Sulle note di ‘Bella ciao’, una folla commossa ha applaudito il tenente Di Bello. “Avessimo dato più retta ai generosi, e meno ai cinici, sarebbe andata meglio per questa terra…”
“Avessimo dato retta più ai generosi e meno ai cinici, forse sarebbe andata meglio, per questa terra”. Queste parole, pronunciate, in chiesa, durante l’ultimo saluto a Peppe Di Bello, da parte di uno dei suoi 4 figli, suonano come monito futuro, ma anche come un atto mancato e (non volendo) anche come una sonora beffa. Giù applausi scroscianti, sentiti, veri, per la folla accalcata per per dare l’ultimo saluto “all”eroe”, al “generoso”,”testardo”, “caparbio” tenente della polizia provinciale (così era conosciuto nonostante poi fosse diventato maggiore) che ha dato tutto se stesso per le cause (non solo) ambientali della Basilicata. Un pezzo di storia ‘lunga’ ha seguito il feretro dall’abitazione del tenente fino all’estremo saluto.

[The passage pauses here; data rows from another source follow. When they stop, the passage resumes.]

/// Walks the graph in dependency order, running ready tasks concurrently up
/// to the configured job limit. A failed task poisons its transitive
/// dependents; independent branches keep going.
pub async fn execute(
    graph: &TaskGraph,
    config: Arc<RunConfig>,
) -> Result<ExecutionReport, PipelineError> {
    graph.topo_order()?;
    let deps = graph.dependencies();
    let dependents = graph.dependents();
    let n = graph.tasks.len();

    let mut status = vec![TaskStatus::Pending; n];
    let mut ran = vec![false; n];
    let mut stderr_of: Vec<Option<String>> = (0..n).map(|_| None).collect();
    let mut unmet: Vec<usize> = deps.iter().map(Vec::len).collect();

    let semaphore = Arc::new(Semaphore::new(config.jobs.max(1)));
    let mut join_set: JoinSet<(usize, Result<TaskOutcome, PipelineError>)> = JoinSet::new();

    for id in 0..n {
        if unmet[id] == 0 {
            spawn_task(
                &mut join_set,
                graph.tasks[id].clone(),
                config.clone(),
                semaphore.clone(),
            );
            status[id] = TaskStatus::Running;
        }
    }

    while let Some(joined) = join_set.join_next().await {
        let (id, outcome) =
            joined.map_err(|e| PipelineError::IOError(format!("task join failed: {}", e)))?;
        match outcome {
            Ok(TaskOutcome::Fresh) => {
                status[id] = TaskStatus::Done;
                debug!(
                    "[{}] {}: outputs up to date, not re-running",
                    id, graph.tasks[id].stage
                );
            }
            Ok(TaskOutcome::Ran) => {
                status[id] = TaskStatus::Done;
                ran[id] = true;
                info!("[{}] {}: done", id, graph.tasks[id].stage);
            }
            Err(e) => {
                status[id] = TaskStatus::Failed;
                error!("[{}] {}: {}", id, graph.tasks[id].stage, e);
                stderr_of[id] = Some(match e {
                    PipelineError::ToolExecution { error, .. } => error,
                    other => other.to_string(),
                });
                poison_dependents(id, &dependents, &mut status);
            }
        }
        if status[id] == TaskStatus::Done {
            for &d in &dependents[id] {
                unmet[d] -= 1;
                if unmet[d] == 0 && status[d] == TaskStatus::Pending {
                    spawn_task(
                        &mut join_set,
                        graph.tasks[d].clone(),
                        config.clone(),
                        semaphore.clone(),
                    );
                    status[d] = TaskStatus::Running;
                }
            }
        }
    }

    let tasks = graph
        .tasks
        .iter()
        .map(|t| TaskReport {
            id: t.id,
            stage: t.stage.clone(),
            outputs: t.outputs.clone(),
            status: status[t.id],
            ran: ran[t.id],
            stderr: stderr_of[t.id].take(),
        })
        .collect();
    Ok(ExecutionReport { tasks })
}
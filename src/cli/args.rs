use clap::Parser;

#[derive(Parser, Debug, Clone, Default)]
#[command(name = "ampliseq-pipelines", version)]
pub struct Arguments {
    #[arg(short, long, default_value = "dada2")]
    pub module: String,

    #[arg(short = 'v', long = "verbose", action)]
    pub verbose: bool,

    #[arg(short = 'd', long = "dir", help = "Run directory containing <sample>.fastq.1.gz inputs. Output directories are created here. Defaults to the current working directory.")]
    pub dir: Option<String>,

    #[arg(long, default_value_t = false, help = "Paired-end mode: every <sample>.fastq.1.gz must have a <sample>.fastq.2.gz mate")]
    pub paired: bool,

    #[arg(long = "max-n", help = "Maximum number of ambiguous bases tolerated by the filter stage")]
    pub max_n: Option<String>,

    #[arg(long = "max-ee", help = "Maximum expected errors; one value, or a comma-separated pair in paired mode")]
    pub max_ee: Option<String>,

    #[arg(long = "trunc-q", help = "Truncate reads at the first base with quality below this value")]
    pub trunc_q: Option<String>,

    #[arg(long = "trunc-len", help = "Truncation length; one value, or a comma-separated pair in paired mode")]
    pub trunc_len: Option<String>,

    #[arg(long, default_value_t = 1_000_000, help = "Reads used for error-model learning in sample inference")]
    pub nreads: usize,

    #[arg(long = "taxonomy-file", help = "Reference training set for taxonomy assignment")]
    pub taxonomy_file: Option<String>,

    #[arg(long = "species-file", help = "Species-level reference for taxonomy assignment")]
    pub species_file: Option<String>,

    #[arg(long = "taxonomy-memory", default_value = "4G", help = "Memory hint exported to the taxonomy stage")]
    pub taxonomy_memory: String,

    #[arg(long = "scripts-dir", default_value = "scripts")]
    pub scripts_dir: String,

    #[arg(short = 'j', long = "jobs", default_value_t = 4, help = "Maximum number of tasks run concurrently")]
    pub jobs: usize,
}
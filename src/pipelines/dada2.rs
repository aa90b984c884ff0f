use std::sync::Arc;

use log::info;
use regex::Regex;

use crate::config::defs::{
    PipelineError, PipelineParams, RunConfig, ABUNDANCE_DIR, ABUNDANCE_SUFFIX, FILTERED_DIR,
    FILTER_SCRIPT, INFERENCE_SCRIPT, MERGED_ABUNDANCE, MERGED_ABUNDANCE_ID, MERGED_ABUNDANCE_MAP,
    MERGED_TAXONOMY, RSCRIPT_TAG, TAXA_ABUNDANCES, TAXONOMY_DIR, TAXONOMY_SCRIPT, TAXONOMY_SUFFIX,
};
use crate::exec::execute;
use crate::graph::{
    build_graph, discover_samples, BuiltinOp, StageAction, StageDescriptor, StageKind,
};
use crate::utils::command::check_tool_versions;

pub async fn run(config: Arc<RunConfig>) -> Result<(), PipelineError> {
    println!("\n-------------\n DADA2\n-------------\n");

    check_tool_versions()
        .await
        .map_err(|e| PipelineError::InvalidConfig(e.to_string()))?;

    for reference in [&config.params.taxonomy_file, &config.params.species_file] {
        let resolved = if reference.is_absolute() {
            reference.clone()
        } else {
            config.cwd.join(reference)
        };
        if !resolved.exists() {
            return Err(PipelineError::InvalidConfig(format!(
                "reference file not found: {}",
                resolved.display()
            )));
        }
    }

    let samples = discover_samples(&config.cwd, config.params.paired)?;
    if samples.is_empty() {
        return Err(PipelineError::InvalidConfig(format!(
            "no *.fastq.1.gz files found in {}",
            config.cwd.display()
        )));
    }
    info!(
        "{} input file(s) across {} sample(s)",
        samples.len(),
        samples
            .iter()
            .filter(|s| s.role == crate::graph::FileRole::RawRead1)
            .count()
    );

    let stages = stage_descriptors(&config.params)?;
    let graph = build_graph(&stages, &samples)?;
    info!(
        "task graph: {} task(s), {} edge(s)",
        graph.tasks.len(),
        graph.edges.len()
    );

    let report = execute(&graph, config.clone()).await?;
    report.log_summary();

    let failed = report.failed_count();
    if failed > 0 {
        return Err(PipelineError::TasksFailed(failed));
    }
    info!("final table written to {}", TAXA_ABUNDANCES);
    Ok(())
}

/// The DADA2 stage set, in declaration order. Filter, inference and
/// taxonomy assignment are external R scripts; the cross-sample merge,
/// identifier and definitive-table steps run in process but are ordinary
/// graph tasks so resumption treats them like any other stage.
pub fn stage_descriptors(params: &PipelineParams) -> Result<Vec<StageDescriptor>, PipelineError> {
    let script = |name: &str| params.scripts_dir.join(name).to_string_lossy().into_owned();
    let re = |pattern: &str| {
        Regex::new(pattern)
            .map_err(|e| PipelineError::InvalidConfig(format!("bad stage pattern: {}", e)))
    };

    let mut filter_args = vec![script(FILTER_SCRIPT), "--infile={input}".to_string()];
    if params.paired {
        filter_args.push("--paired".to_string());
    }
    filter_args.extend([
        format!("--maxN={}", params.max_n),
        format!("--maxEE={}", params.max_ee),
        format!("--truncQ={}", params.trunc_q),
        format!("--truncLen={}", params.trunc_len),
        format!("--filtered-directory={}", FILTERED_DIR),
    ]);
    let mut filter_outputs = vec![format!("{}/${{1}}.fastq.1.gz", FILTERED_DIR)];
    let mut filter_extra = Vec::new();
    if params.paired {
        filter_outputs.push(format!("{}/${{1}}.fastq.2.gz", FILTERED_DIR));
        filter_extra.push("${1}.fastq.2.gz".to_string());
    }

    let mut inference_args = vec![script(INFERENCE_SCRIPT), "--filtF={input}".to_string()];
    let mut inference_extra = Vec::new();
    if params.paired {
        inference_args.push("--filtR={input2}".to_string());
        inference_extra.push(format!("{}/${{1}}.fastq.2.gz", FILTERED_DIR));
    }
    inference_args.extend([
        format!("--nreads={}", params.nreads),
        "--outdir={outdir}".to_string(),
    ]);

    Ok(vec![
        StageDescriptor {
            name: "filter_and_trim".to_string(),
            kind: StageKind::Transform {
                pattern: re(r"^([^/]+)\.fastq\.1\.gz$")?,
                outputs: filter_outputs,
                extra_inputs: filter_extra,
            },
            action: StageAction::External {
                program: RSCRIPT_TAG.to_string(),
                args: filter_args,
                gunzip_inputs: true,
                memory: None,
            },
        },
        StageDescriptor {
            name: "sample_inference".to_string(),
            kind: StageKind::Transform {
                pattern: re(&format!(r"^{}/(.+)\.fastq\.1\.gz$", regex::escape(FILTERED_DIR)))?,
                outputs: vec![format!("{}/${{1}}_seq_abundance.tsv", ABUNDANCE_DIR)],
                extra_inputs: inference_extra,
            },
            action: StageAction::External {
                program: RSCRIPT_TAG.to_string(),
                args: inference_args,
                gunzip_inputs: false,
                memory: None,
            },
        },
        StageDescriptor {
            name: "assign_taxonomy".to_string(),
            kind: StageKind::Transform {
                pattern: re(&format!(
                    "^{}/(.+){}$",
                    regex::escape(ABUNDANCE_DIR),
                    regex::escape(ABUNDANCE_SUFFIX)
                ))?,
                outputs: vec![format!("{}/${{1}}{}", TAXONOMY_DIR, TAXONOMY_SUFFIX)],
                extra_inputs: Vec::new(),
            },
            action: StageAction::External {
                program: RSCRIPT_TAG.to_string(),
                args: vec![
                    script(TAXONOMY_SCRIPT),
                    "--seqfile={input}".to_string(),
                    format!("--training-set={}", params.taxonomy_file.display()),
                    format!("--species-file={}", params.species_file.display()),
                    "-o".to_string(),
                    "{output}".to_string(),
                ],
                gunzip_inputs: false,
                memory: Some(params.taxonomy_memory.clone()),
            },
        },
        StageDescriptor {
            name: "merge_abundance".to_string(),
            kind: StageKind::Merge {
                collect: re(&format!(
                    "^{}/.+{}$",
                    regex::escape(ABUNDANCE_DIR),
                    regex::escape(ABUNDANCE_SUFFIX)
                ))?,
                outputs: vec![MERGED_ABUNDANCE.to_string()],
            },
            action: StageAction::Builtin(BuiltinOp::MergeAbundance),
        },
        StageDescriptor {
            name: "merge_taxonomy".to_string(),
            kind: StageKind::Merge {
                collect: re(&format!(
                    "^{}/.+{}$",
                    regex::escape(TAXONOMY_DIR),
                    regex::escape(TAXONOMY_SUFFIX)
                ))?,
                outputs: vec![MERGED_TAXONOMY.to_string()],
            },
            action: StageAction::Builtin(BuiltinOp::MergeTaxonomy),
        },
        StageDescriptor {
            name: "add_identifiers".to_string(),
            kind: StageKind::Transform {
                pattern: re(&format!("^{}$", regex::escape(MERGED_ABUNDANCE)))?,
                outputs: vec![
                    MERGED_ABUNDANCE_ID.to_string(),
                    MERGED_ABUNDANCE_MAP.to_string(),
                ],
                extra_inputs: Vec::new(),
            },
            action: StageAction::Builtin(BuiltinOp::AssignIdentifiers),
        },
        StageDescriptor {
            name: "definitive_table".to_string(),
            kind: StageKind::Merge {
                collect: re(&format!(
                    "^({}|{}|{})$",
                    regex::escape(MERGED_ABUNDANCE_MAP),
                    regex::escape(MERGED_TAXONOMY),
                    regex::escape(MERGED_ABUNDANCE_ID)
                ))?,
                outputs: vec![TAXA_ABUNDANCES.to_string()],
            },
            action: StageAction::Builtin(BuiltinOp::BuildDefinitive),
        },
    ])
}

#[cfg(test)]
mod tests {
    use super::*;
    use crate::graph::{build_graph, FileRole, SampleFile};

    fn params(paired: bool) -> PipelineParams {
        PipelineParams {
            paired,
            max_n: "0".to_string(),
            max_ee: if paired { "2,2" } else { "2" }.to_string(),
            trunc_q: "2".to_string(),
            trunc_len: if paired { "240,160" } else { "240" }.to_string(),
            nreads: 1000,
            taxonomy_file: "train.fa.gz".into(),
            species_file: "species.fa.gz".into(),
            taxonomy_memory: "4G".to_string(),
            scripts_dir: "scripts".into(),
        }
    }

    fn paired_samples(names: &[&str]) -> Vec<SampleFile> {
        let mut files = Vec::new();
        for name in names {
            files.push(SampleFile {
                path: format!("{}.fastq.1.gz", name),
                sample: name.to_string(),
                role: FileRole::RawRead1,
            });
            files.push(SampleFile {
                path: format!("{}.fastq.2.gz", name),
                sample: name.to_string(),
                role: FileRole::RawRead2,
            });
        }
        files
    }

    #[test]
    fn paired_two_sample_graph_shape() {
        let stages = stage_descriptors(&params(true)).unwrap();
        let graph = build_graph(&stages, &paired_samples(&["s1", "s2"])).unwrap();

        // 3 per-sample stages x 2 samples + 4 merge-side tasks
        assert_eq!(graph.tasks.len(), 10);

        let final_task = graph.tasks.last().unwrap();
        assert_eq!(final_task.stage, "definitive_table");
        assert_eq!(final_task.outputs, vec![TAXA_ABUNDANCES]);
        assert_eq!(final_task.inputs.len(), 3);

        let merge_ab = graph
            .tasks
            .iter()
            .find(|t| t.stage == "merge_abundance")
            .unwrap();
        assert_eq!(
            merge_ab.inputs,
            vec![
                "abundance.dir/s1_seq_abundance.tsv",
                "abundance.dir/s2_seq_abundance.tsv"
            ]
        );

        // filter tasks take both mates and declare both filtered outputs
        let filter = graph
            .tasks
            .iter()
            .find(|t| t.stage == "filter_and_trim")
            .unwrap();
        assert_eq!(filter.inputs, vec!["s1.fastq.1.gz", "s1.fastq.2.gz"]);
        assert_eq!(
            filter.outputs,
            vec!["filtered.dir/s1.fastq.1.gz", "filtered.dir/s1.fastq.2.gz"]
        );

        graph.topo_order().unwrap();
    }

    #[test]
    fn single_end_graph_has_no_mates() {
        let stages = stage_descriptors(&params(false)).unwrap();
        let samples = vec![SampleFile {
            path: "s1.fastq.1.gz".to_string(),
            sample: "s1".to_string(),
            role: FileRole::RawRead1,
        }];
        let graph = build_graph(&stages, &samples).unwrap();
        let filter = graph
            .tasks
            .iter()
            .find(|t| t.stage == "filter_and_trim")
            .unwrap();
        assert_eq!(filter.inputs, vec!["s1.fastq.1.gz"]);
        assert_eq!(filter.outputs, vec!["filtered.dir/s1.fastq.1.gz"]);
    }

    #[test]
    fn taxonomy_stage_does_not_match_merged_table() {
        let stages = stage_descriptors(&params(false)).unwrap();
        let samples = vec![SampleFile {
            path: "s1.fastq.1.gz".to_string(),
            sample: "s1".to_string(),
            role: FileRole::RawRead1,
        }];
        let graph = build_graph(&stages, &samples).unwrap();
        // merged_abundance.tsv must not spawn an assign_taxonomy task
        let taxonomy_tasks: Vec<_> = graph
            .tasks
            .iter()
            .filter(|t| t.stage == "assign_taxonomy")
            .collect();
        assert_eq!(taxonomy_tasks.len(), 1);
        assert_eq!(
            taxonomy_tasks[0].inputs,
            vec!["abundance.dir/s1_seq_abundance.tsv"]
        );
    }
}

“Questa canzone me l’ha insegnata mio padre quando avevo 3 anni”, ha detto una delle sue due figlie, mentre dietro il corteo che lo accompagnava in chiesa, è partita, emozionante, ‘Bella Ciao’. “E questo è il fiore del partigiano, morto per la libertà”, si sente intonare lungo il corteo, con un acuto, che pareva di vederlo, Peppe, in una delle sue tante arringhe sociali che in molti ricorderanno. Viene in mente la battaglia ‘prima’ per cui si è speso, quella contro il controllo della Basilicata da parte delle compagnie petrolifere, Eni Total, la corruzione e la malapolitica. Mai un passo indietro da parte sua, anche quando ci avrebbe rimesso molto, in termini personali, familiari. Compreso un periodo di (quasi) isolamento sociale vissuto da “mummia” al museo Provinciale, per usare parole a lui care. Gli scarichi di Teconoparco, i pozzi e le nuove richieste di Eni, il Pertusillo, i fanghi radioattivi di Tito. “No a nuove trivellazioni”. Questo il senso solo di alcune delle battaglie che lo hanno reso noto in questi anni, molto spesso in rete, spesso al di fuori di quella che è l’informazione ufficiale, filo governativa, filo qualcosa. Peppe era filo nulla, a petto scoperto combatteva contro quelle che riteneva ingiustizie perpetrate dai più ricchi e potenti ai danni di un popolo che ha sempre amato e rappresentato col carisma del generale, più che del tenente.
Le cause rimaste in piedi, la costituzione di parte civile contro il presunto “disastro ambientale” di Eni. Sempre nemici più grandi contro cui battersi ed esprimersi. Non ultima la battaglia urbanistica nel cuore di Potenza. “Grazie Peppe”, è ciò che oggi si trova impresso nei manifestini funebri fatti affiggere da amici, associazioni. “Peppe aveva due famiglie”, è un’altra espressione che si sentiva pronunciare stamani. Già, perché oltre alla famiglia sua, propria, di sangue, animava, e ispirava, una famiglia molto più ampia, la “Lucanità”, intesa questa volta non come tentativo di appisolarsi al sole degli interessi propri, ma come voglia di riscatto, come forza che muove e agita il cuore a quei lucani che continuano a credere che ci sia un punto di demarcazione tra bene e male. Tra interessi e bene pubblico. Ecco, è a costoro che è dedicato l’esempio di Peppe. A non perdere di vista quella linea. Che a far carriera e utilizzare il prossimo, c’è già chi ci pensa.
La Basilicata perde un pezzo importante, che resterà nel Pantheon dei personaggi pubblici che hanno combattuto fino all’ultimo respiro le battaglie civili, per l’acqua pubblica, per i diritti ad essere cittadini consapevoli. “Si è chiuso un ciclo”, vociferava qualcuno, sempre stamani, davanti la chiesa dell’Immacolata, a Potenza. Già, ma speriamo che il ciclo non si sia chiuso invano. Questa sì che sarebbe l’ennesima beffa. Grazie Peppe!